20.1. Architecture

The GeoMesa FileSystem Datastore (GeoMesa FSDS) takes advantage of the performance characteristics of modern cloud-native and distributed filesystems to scale bulk analytic queries. The FSDS is a good choice for doing bulk egress queries or large analytic jobs using frameworks such as Spark SQL and MapReduce. The FSDS differs from other datastores in that ingest and point query latencies are traded for high-throughput query performance. The FSDS pairs well with low-latency ingest and cache-based datastores systems such as HBase or Kafka to provide an optimal pairing of “hot” and “warm” storage options. This pairing is commonly known as a Lambda Architecture.

The GeoMesa FSDS consists of a few primary components:

  • FileSystem - A separately managed storage system that implements the GeoMesa FileSystem API

  • Partition Scheme - A strategy for laying out data on the filesystem

  • Storage Format - A defined format or encoding to store data in files

  • Query Engine - A query engine or client to fulfill queries and run analytic jobs

20.1.1. FileSystem

GeoMesa FSDS can utilize any filesystem that implements the Hadoop FileSystem API. The most common filesystems used with GeoMesa FSDS are:

  • HDFS - Hadoop Distributed File System

  • S3 - Amazon Simple Storage

  • GCS - Google Cloud Storage

  • WASB - Windows Azure Blob Storage

  • Local - Locally mounted file system (e.g. local disk or NFS)

Choosing a filesystem depends generally on cost and performance requirements. One thing to note is that S3, GCS, and WASB are all “cloud-native” storage meaning that they are built into Amazon, Google, and Microsoft Azure cloud platforms. These cloud-native filesystems are scaled separately from the compute nodes which generally provides a more cost efficient storage solution. Compared to HDFS, their price per GB of storage is lower but their latency is higher. They also have the ability to persist data after you turn off all your compute nodes.

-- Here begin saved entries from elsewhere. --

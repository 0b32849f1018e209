//! Income dialog
//!
//! A dialog for setting expected income for a budget period.
//! Allows users to set, view, and remove income expectations.

use ratatui::{
    layout::{Constraint, Direction, Layout},
    style::{Color, Modifier, Style},
    text::{Line, Span},
    widgets::{Block, Borders, Clear, Paragraph},
    Frame,
};

use crate::models::{BudgetPeriod, Money};
use crate::services::IncomeService;
use crate::tui::app::App;
use crate::tui::layout::centered_rect_fixed;

/// Which field is focused in the income dialog
#[derive(Debug, Clone, Copy, PartialEq, Eq, Default)]
pub enum IncomeField {
    #[default]
    Amount,
    Notes,
}

impl IncomeField {
    pub fn next(self) -> Self {
        match self {
            Self::Amount => Self::Notes,
            Self::Notes => Self::Amount,
        }
    }

    pub fn prev(self) -> Self {
        match self {
            Self::Amount => Self::Notes,
            Self::Notes => Self::Amount,
        }
    }
}

/// State for the income dialog
#[derive(Debug, Clone, Default)]
pub struct IncomeFormState {
    /// The period being edited
    pub period: Option<BudgetPeriod>,
    /// Which field is focused
    pub focused_field: IncomeField,
    /// Amount input
    pub amount_input: String,
    /// Amount cursor position
    pub amount_cursor: usize,
    /// Notes input
    pub notes_input: String,
    /// Notes cursor position
    pub notes_cursor: usize,
    /// Whether there's an existing income expectation
    pub has_existing: bool,
    /// Current expected income (for display)
    pub current_amount: Option<Money>,
    /// Error message
    pub error_message: Option<String>,
}

impl IncomeFormState {
    pub fn new() -> Self {
        Self::default()
    }

    /// Initialize the dialog for a period
    pub fn init_for_period(&mut self, period: &BudgetPeriod, storage: &crate::storage::Storage) {
        self.period = Some(period.clone());
        self.focused_field = IncomeField::Amount;
        self.error_message = None;

        let service = IncomeService::new(storage);
        if let Some(expectation) = service.get_income_expectation(period) {
            self.has_existing = true;
            self.current_amount = Some(expectation.expected_amount);
            let cents = expectation.expected_amount.cents();
            if cents == 0 {
                self.amount_input = String::new();
            } else {
                self.amount_input = format!("{:.2}", cents as f64 / 100.0);
            }
            self.amount_cursor = self.amount_input.len();
            self.notes_input = expectation.notes.clone();
            self.notes_cursor = self.notes_input.len();
        } else {
            self.has_existing = false;
            self.current_amount = None;
            self.amount_input = String::new();
            self.amount_cursor = 0;
            self.notes_input = String::new();
            self.notes_cursor = 0;
        }
    }

    /// Reset the state
    pub fn reset(&mut self) {
        *self = Self::default();
    }

    /// Set focus to a field
    pub fn set_focus(&mut self, field: IncomeField) {
        self.focused_field = field;
    }

    /// Move to next field
    pub fn next_field(&mut self) {
        self.focused_field = self.focused_field.next();
    }

    /// Move to previous field
    pub fn prev_field(&mut self) {
        self.focused_field = self.focused_field.prev();
    }

    /// Insert character into current field
    pub fn insert_char(&mut self, c: char) {
        match self.focused_field {
            IncomeField::Amount => {
                if c.is_ascii_digit() || c == '.' {
                    self.amount_input.insert(self.amount_cursor, c);
                    self.amount_cursor += 1;
                    self.error_message = None;
                }
            }
            IncomeField::Notes => {
                self.notes_input.insert(self.notes_cursor, c);
                self.notes_cursor += 1;
                self.error_message = None;
            }
        }
    }

    /// Delete character before cursor
    pub fn backspace(&mut self) {
        match self.focused_field {
            IncomeField::Amount => {
                if self.amount_cursor > 0 {
                    self.amount_cursor -= 1;
                    self.amount_input.remove(self.amount_cursor);
                    self.error_message = None;
                }
            }
            IncomeField::Notes => {
                if self.notes_cursor > 0 {
                    self.notes_cursor -= 1;
                    self.notes_input.remove(self.notes_cursor);
                    self.error_message = None;
                }
            }
        }
    }

    /// Move cursor left
    pub fn move_left(&mut self) {
        match self.focused_field {
            IncomeField::Amount => {
                if self.amount_cursor > 0 {
                    self.amount_cursor -= 1;
                }
            }
            IncomeField::Notes => {
                if self.notes_cursor > 0 {
                    self.notes_cursor -= 1;
                }
            }
        }
    }

    /// Move cursor right
    pub fn move_right(&mut self) {
        match self.focused_field {
            IncomeField::Amount => {
                if self.amount_cursor < self.amount_input.len() {
                    self.amount_cursor += 1;
                }
            }
            IncomeField::Notes => {
                if self.notes_cursor < self.notes_input.len() {
                    self.notes_cursor += 1;
                }
            }
        }
    }

    /// Clear current field
    pub fn clear_field(&mut self) {
        match self.focused_field {
            IncomeField::Amount => {
                self.amount_input.clear();
                self.amount_cursor = 0;
            }
            IncomeField::Notes => {
                self.notes_input.clear();
                self.notes_cursor = 0;
            }
        }
        self.error_message = None;
    }

    /// Parse the amount input
    pub fn parse_amount(&self) -> Result<Money, String> {
        if self.amount_input.trim().is_empty() {
            return Err("Amount is required".to_string());
        }
        Money::parse(&self.amount_input).map_err(|_| "Invalid amount format".to_string())
    }

    /// Get notes (None if empty)
    pub fn get_notes(&self) -> Option<String> {
        let trimmed = self.notes_input.trim();
        if trimmed.is_empty() {
            None
        } else {
            Some(trimmed.to_string())
        }
    }

    /// Set error message
    pub fn set_error(&mut self, msg: impl Into<String>) {
        self.error_message = Some(msg.into());
    }
}

/// Render the income dialog
pub fn render(frame: &mut Frame, app: &App) {
    let state = &app.income_form;

    let height = if state.has_existing { 14 } else { 12 };
    let area = centered_rect_fixed(55, height, frame.area());
    frame.render_widget(Clear, area);

    let title = format!(" Expected Income: {} ", app.current_period);
    let block = Block::default()
        .title(title)
        .title_style(
            Style::default()
                .fg(Color::Cyan)
                .add_modifier(Modifier::BOLD),
        )
        .borders(Borders::ALL)
        .border_style(Style::default().fg(Color::Cyan));

    let inner = block.inner(area);
    frame.render_widget(block, area);

    let mut constraints = vec![
        Constraint::Length(1), // Current income (if exists)
        Constraint::Length(1), // Spacer
        Constraint::Length(1), // Amount label
        Constraint::Length(1), // Amount input
        Constraint::Length(1), // Spacer
        Constraint::Length(1), // Notes label
        Constraint::Length(1), // Notes input
        Constraint::Length(1), // Spacer
        Constraint::Length(1), // Error
        Constraint::Length(1), // Instructions
        Constraint::Min(0),
    ];

    if !state.has_existing {
        constraints.remove(0); // Remove current income row if none exists
        constraints.remove(0); // Remove spacer after current income
    }

    let chunks = Layout::default()
        .direction(Direction::Vertical)
        .constraints(constraints)
        .split(inner);

    let mut row = 0;

    // Current income (if exists)
    if state.has_existing {
        if let Some(current) = state.current_amount {
            let current_line = Line::from(vec![
                Span::styled("Current:   ", Style::default().fg(Color::Yellow)),
                Span::styled(
                    format!("{}", current),
                    Style::default()
                        .fg(Color::Green)
                        .add_modifier(Modifier::BOLD),
                ),
            ]);
            frame.render_widget(Paragraph::new(current_line), chunks[row]);
        }
        row += 2; // Skip current and spacer
    }

    // Amount label
    let amount_label_style = if state.focused_field == IncomeField::Amount {
        Style::default()
            .fg(Color::Cyan)
            .add_modifier(Modifier::BOLD)
    } else {
        Style::default().fg(Color::Yellow)
    };
    frame.render_widget(
        Paragraph::new(Span::styled("Amount:", amount_label_style)),
        chunks[row],
    );
    row += 1;

    // Amount input with cursor
    let amount_line = render_input_with_cursor(
        "$",
        &state.amount_input,
        state.amount_cursor,
        state.focused_field == IncomeField::Amount,
    );
    frame.render_widget(Paragraph::new(amount_line), chunks[row]);
    row += 2; // Skip input and spacer

    // Notes label
    let notes_label_style = if state.focused_field == IncomeField::Notes {
        Style::default()
            .fg(Color::Cyan)
            .add_modifier(Modifier::BOLD)
    } else {
        Style::default().fg(Color::Yellow)
    };
    frame.render_widget(
        Paragraph::new(Span::styled("Notes (optional):", notes_label_style)),
        chunks[row],
    );
    row += 1;

    // Notes input with cursor
    let notes_line = render_input_with_cursor(
        "",
        &state.notes_input,
        state.notes_cursor,
        state.focused_field == IncomeField::Notes,
    );
    frame.render_widget(Paragraph::new(notes_line), chunks[row]);
    row += 2; // Skip input and spacer

    // Error message
    if let Some(ref error) = state.error_message {
        let error_line = Line::from(Span::styled(
            error.as_str(),
            Style::default().fg(Color::Red),
        ));
        frame.render_widget(Paragraph::new(error_line), chunks[row]);
    }
    row += 1;

    // Instructions
    let mut instructions = vec![
        Span::styled("[Enter]", Style::default().fg(Color::Green)),
        Span::raw(" Save  "),
        Span::styled("[Esc]", Style::default().fg(Color::Yellow)),
        Span::raw(" Cancel  "),
        Span::styled("[Tab]", Style::default().fg(Color::Cyan)),
        Span::raw(" Fields"),
    ];

    if state.has_existing {
        instructions.push(Span::raw("  "));
        instructions.push(Span::styled("[Del]", Style::default().fg(Color::Magenta)));
        instructions.push(Span::raw(" Remove"));
    }

    frame.render_widget(Paragraph::new(Line::from(instructions)), chunks[row]);
}

fn render_input_with_cursor(
    prefix: &str,
    value: &str,
    cursor: usize,
    focused: bool,
) -> Line<'static> {
    let mut spans = vec![];

    if !prefix.is_empty() {
        spans.push(Span::raw(prefix.to_string()));
    }

    if focused {
        let cursor_pos = cursor.min(value.len());
        let (before, after) = value.split_at(cursor_pos);

        spans.push(Span::styled(
            before.to_string(),
            Style::default().fg(Color::White),
        ));

        let cursor_char = after.chars().next().unwrap_or(' ');
        spans.push(Span::styled(
            cursor_char.to_string(),
            Style::default().fg(Color::Black).bg(Color::Cyan),
        ));

        if after.len() > 1 {
            spans.push(Span::styled(
                after[1..].to_string(),
                Style::default().fg(Color::White),
            ));
        }
    } else {
        spans.push(Span::styled(
            value.to_string(),
            Style::default().fg(Color::White),
        ));
    }

    Line::from(spans)
}

/// Handle key events for the income dialog
pub fn handle_key(app: &mut App, key: crossterm::event::KeyEvent) -> bool {
    use crossterm::event::{KeyCode, KeyModifiers};

    match key.code {
        KeyCode::Esc => {
            app.income_form.reset();
            app.close_dialog();
            true
        }

        KeyCode::Tab => {
            app.income_form.next_field();
            true
        }

        KeyCode::BackTab => {
            app.income_form.prev_field();
            true
        }

        KeyCode::Enter => {
            if let Err(e) = save_income(app) {
                app.income_form.set_error(e);
            }
            true
        }

        KeyCode::Delete => {
            if app.income_form.has_existing {
                if let Err(e) = remove_income(app) {
                    app.income_form.set_error(e);
                }
            }
            true
        }

        KeyCode::Down | KeyCode::Char('j') if key.modifiers.is_empty() => {
            app.income_form.next_field();
            true
        }

        KeyCode::Up | KeyCode::Char('k')
            if key.modifiers.is_empty() && app.income_form.focused_field == IncomeField::Notes =>
        {
            app.income_form.prev_field();
            true
        }

        KeyCode::Char('u') if key.modifiers.contains(KeyModifiers::CONTROL) => {
            app.income_form.clear_field();
            true
        }

        KeyCode::Char(c) => {
            app.income_form.insert_char(c);
            true
        }

        KeyCode::Backspace => {
            app.income_form.backspace();
            true
        }

        KeyCode::Left => {
            app.income_form.move_left();
            true
        }

        KeyCode::Right => {
            app.income_form.move_right();
            true
        }

        _ => false,
    }
}

fn save_income(app: &mut App) -> Result<(), String> {
    let period = app.income_form.period.clone().ok_or("No period selected")?;
    let amount = app.income_form.parse_amount()?;
    let notes = app.income_form.get_notes();

    let service = IncomeService::new(app.storage);
    service
        .set_expected_income(&period, amount, notes)
        .map_err(|e| e.to_string())?;

    app.income_form.reset();
    app.close_dialog();
    app.set_status(format!("Expected income for {} set to {}", period, amount));

    Ok(())
}

fn remove_income(app: &mut App) -> Result<(), String> {
    let period = app.income_form.period.clone().ok_or("No period selected")?;

    let service = IncomeService::new(app.storage);
    if service
        .delete_expected_income(&period)
        .map_err(|e| e.to_string())?
    {
        app.income_form.reset();
        app.close_dialog();
        app.set_status(format!("Expected income removed for {}", period));
        Ok(())
    } else {
        Err("No income expectation to remove".to_string())
    }
}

Any of the filesystems mentioned about are good choices for the FSDS. If you have more questions about making a choice contact the GeoMesa team

20.1.2. Partition Schemes

Partition schemes define how data is stored on the filesystem. The scheme is important because it determines how the data is queried. When evaluating a query filter, the partition scheme is leveraged to prune data files that do not match the filter. For more information, see Partition Schemes.

20.1.3. Metadata

The FSDS stores metadata about partitions and data files, to avoid having to repeatedly interrogate the filesystem. By default, metadata information is stored as a change log in the file system. For more advanced use-cases, the FSDS also supports using a relational database. For more information, see FileSystem Metadata.

20.1.4. Storage Formats

  • Apache Parquet - Apache Parquet is the leading interoperable columnar format in the Hadoop ecosystem. It provides efficient compression, storage, and query of structured data.

  • Apache ORC - Apache ORC is a self-describing type-aware columnar file format designed for Hadoop workloads. It is optimized for large streaming reads, but with integrated support for finding required rows quickly.

  • Converter Storage - The converter storage format is a synthetic format which allows you to overlay a GeoMesa converter on top of a filesystem using a defined partition scheme. This allows you to utilize existing data stored in JSON, CSV, TSV, Avro, or other formats. Converters are extensible, allowing users to expose their own custom storage formats if desired. For more details on converters, see GeoMesa Converters. Converter storage is a read-only format.